**PROVIDED RECORDS:**

::::::

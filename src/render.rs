//! Capabilities the core consumes from a rendering backend.
//!
//! Nothing in this crate talks to a graphics API directly. A host wires a
//! concrete backend (WebGL, wgpu, a recorder in tests) in through these two
//! traits and passes it explicitly to the calls that need it.

use glam::{Mat4, Vec3};

use crate::texture::Texture;

/// Uniform names shared with the scene shaders.
pub mod uniforms {
    pub const VIEW_POS: &str = "viewPos";
    pub const VIEW_MATRIX: &str = "viewMatrix";
    pub const PROJECTION_MATRIX: &str = "projectionMatrix";
    pub const MODEL_MATRIX: &str = "modelMatrix";
    pub const TIME: &str = "time";
    pub const BASE_COLOR: &str = "material.baseColor";
    pub const EMISSIVE: &str = "material.emissive";
    pub const ROUGHNESS: &str = "material.roughness";
    pub const METALLIC: &str = "material.metallic";
}

/// Handle to vertex/index buffers living on the backend.
#[derive(Clone, Copy, Debug, PartialEq, Eq, Hash)]
pub struct MeshId(pub usize);

/// Handle to a texture living on the backend.
#[derive(Clone, Copy, Debug, PartialEq, Eq, Hash)]
pub struct TextureId(pub usize);

/// A compiled shader program that accepts named uniforms.
pub trait ShaderProgram {
    type Location: Copy;

    /// Makes this program the active one.
    fn use_program(&mut self);

    /// Looks up a uniform; `None` if the program does not declare it.
    fn uniform_location(&mut self, name: &str) -> Option<Self::Location>;

    fn set_vec3(&mut self, location: Self::Location, value: Vec3);
    fn set_mat4(&mut self, location: Self::Location, value: &Mat4);
    fn set_f32(&mut self, location: Self::Location, value: f32);

    /// Uploads `value` if the program declares `name`.
    fn upload_vec3(&mut self, name: &str, value: Vec3) {
        if let Some(location) = self.uniform_location(name) {
            self.set_vec3(location, value);
        }
    }

    /// Uploads `value` if the program declares `name`.
    fn upload_mat4(&mut self, name: &str, value: &Mat4) {
        if let Some(location) = self.uniform_location(name) {
            self.set_mat4(location, value);
        }
    }

    /// Uploads `value` if the program declares `name`.
    fn upload_f32(&mut self, name: &str, value: f32) {
        if let Some(location) = self.uniform_location(name) {
            self.set_f32(location, value);
        }
    }
}

/// Buffer and texture management plus indexed drawing.
pub trait RenderBackend {
    /// Uploads interleaved vertex bytes and u16 triangle indices.
    fn upload_mesh(&mut self, vertices: &[u8], indices: &[u16]) -> MeshId;

    /// Creates a texture from decoded RGBA pixels and sampler settings.
    fn create_texture(&mut self, texture: &Texture) -> TextureId;

    /// The texture bound for meshes without one of their own.
    ///
    /// Implementations typically create [`Texture::white`] once and cache it.
    fn white_texture(&mut self) -> TextureId;

    fn bind_texture(&mut self, texture: TextureId);

    /// Draws `index_count` indices from previously uploaded buffers as
    /// triangles.
    fn draw_indexed(&mut self, mesh: MeshId, index_count: u32);
}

::::::

Transcribe every entry exactly, omitting nothing.

**EXPECTED OUTPUT:**
filename src/render.rs
//! Capabilities the core consumes from a rendering backend.
//!
//! Nothing in this crate talks to a graphics API directly. A host wires a
//! concrete backend (WebGL, wgpu, a recorder in tests) in through these two
//! traits and passes it explicitly to the calls that need it.

use glam::{Mat4, Vec3};

use crate::texture::Texture;

/// Uniform names shared with the scene shaders.
pub mod uniforms {
    pub const VIEW_POS: &str = "viewPos";
    pub const VIEW_MATRIX: &str = "viewMatrix";
    pub const PROJECTION_MATRIX: &str = "projectionMatrix";
    pub const MODEL_MATRIX: &str = "modelMatrix";
    pub const TIME: &str = "time";
    pub const BASE_COLOR: &str = "material.baseColor";
    pub const EMISSIVE: &str = "material.emissive";
    pub const ROUGHNESS: &str = "material.roughness";
    pub const METALLIC: &str = "material.metallic";
}

/// Handle to vertex/index buffers living on the backend.
#[derive(Clone, Copy, Debug, PartialEq, Eq, Hash)]
pub struct MeshId(pub usize);

/// Handle to a texture living on the backend.
#[derive(Clone, Copy, Debug, PartialEq, Eq, Hash)]
pub struct TextureId(pub usize);

/// A compiled shader program that accepts named uniforms.
pub trait ShaderProgram {
    type Location: Copy;

    /// Makes this program the active one.
    fn use_program(&mut self);

    /// Looks up a uniform; `None` if the program does not declare it.
    fn uniform_location(&mut self, name: &str) -> Option<Self::Location>;

    fn set_vec3(&mut self, location: Self::Location, value: Vec3);
    fn set_mat4(&mut self, location: Self::Location, value: &Mat4);
    fn set_f32(&mut self, location: Self::Location, value: f32);

    /// Uploads `value` if the program declares `name`.
    fn upload_vec3(&mut self, name: &str, value: Vec3) {
        if let Some(location) = self.uniform_location(name) {
            self.set_vec3(location, value);
        }
    }

    /// Uploads `value` if the program declares `name`.
    fn upload_mat4(&mut self, name: &str, value: &Mat4) {
        if let Some(location) = self.uniform_location(name) {
            self.set_mat4(location, value);
        }
    }

    /// Uploads `value` if the program declares `name`.
    fn upload_f32(&mut self, name: &str, value: f32) {
        if let Some(location) = self.uniform_location(name) {
            self.set_f32(location, value);
        }
    }
}

/// Buffer and texture management plus indexed drawing.
pub trait RenderBackend {
    /// Uploads interleaved vertex bytes and u16 triangle indices.
    fn upload_mesh(&mut self, vertices: &[u8], indices: &[u16]) -> MeshId;

    /// Creates a texture from decoded RGBA pixels and sampler settings.
    fn create_texture(&mut self, texture: &Texture) -> TextureId;

    /// The texture bound for meshes without one of their own.
    ///
    /// Implementations typically create [`Texture::white`] once and cache it.
    fn white_texture(&mut self) -> TextureId;

    fn bind_texture(&mut self, texture: TextureId);

    /// Draws `index_count` indices from previously uploaded buffers as
    /// triangles.
    fn draw_indexed(&mut self, mesh: MeshId, index_count: u32);
}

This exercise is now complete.